Stored data entries
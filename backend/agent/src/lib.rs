//! TripForge conversation flow
//!
//! Session storage, the collect → lock → plan state machine, assistant replies,
//! and itinerary quality reports.

pub mod flow_controller;
pub mod replies;
pub mod report;
pub mod session_store;

pub use flow_controller::{ChatAction, ChatCommand, ChatOutcome, FlowController};
pub use report::ItineraryReport;
pub use session_store::{spawn_reaper, InMemorySessionStore, SessionHandle, SessionStore};
//! CLI status command.
//!
//! Queries `/api/health` on a running server.

use anyhow::Result;

pub async fn run(host: &str, port: u16) -> Result<()> {
    let url = format!("http://{host}:{port}/api/health");
    println!("TripForge status: checking {url} ...");

    let client = reqwest::Client::new();
    match client.get(&url).send().await {
        Ok(resp) => {
            let body: serde_json::Value = resp.json().await?;
            println!("{}", serde_json::to_string_pretty(&body)?);
        }
        Err(_) => {
            println!("TripForge is not running on {host}:{port}");
        }
    }
    Ok(())
}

- _Required work_:
An acceptable answer repeats every entry exactly, with nothing omitted.

- _Response to this task_:
filename backend/agent/src/lib.rs
//! TripForge conversation flow
//!
//! Session storage, the collect → lock → plan state machine, assistant replies,
//! and itinerary quality reports.

pub mod flow_controller;
pub mod replies;
pub mod report;
pub mod session_store;

pub use flow_controller::{ChatAction, ChatCommand, ChatOutcome, FlowController};
pub use report::ItineraryReport;
pub use session_store::{spawn_reaper, InMemorySessionStore, SessionHandle, SessionStore};
//! CLI status command.
//!
//! Queries `/api/health` on a running server.

use anyhow::Result;

pub async fn run(host: &str, port: u16) -> Result<()> {
    let url = format!("http://{host}:{port}/api/health");
    println!("TripForge status: checking {url} ...");

    let client = reqwest::Client::new();
    match client.get(&url).send().await {
        Ok(resp) => {
            let body: serde_json::Value = resp.json().await?;
            println!("{}", serde_json::to_string_pretty(&body)?);
        }
        Err(_) => {
            println!("TripForge is not running on {host}:{port}");
        }
    }
    Ok(())
}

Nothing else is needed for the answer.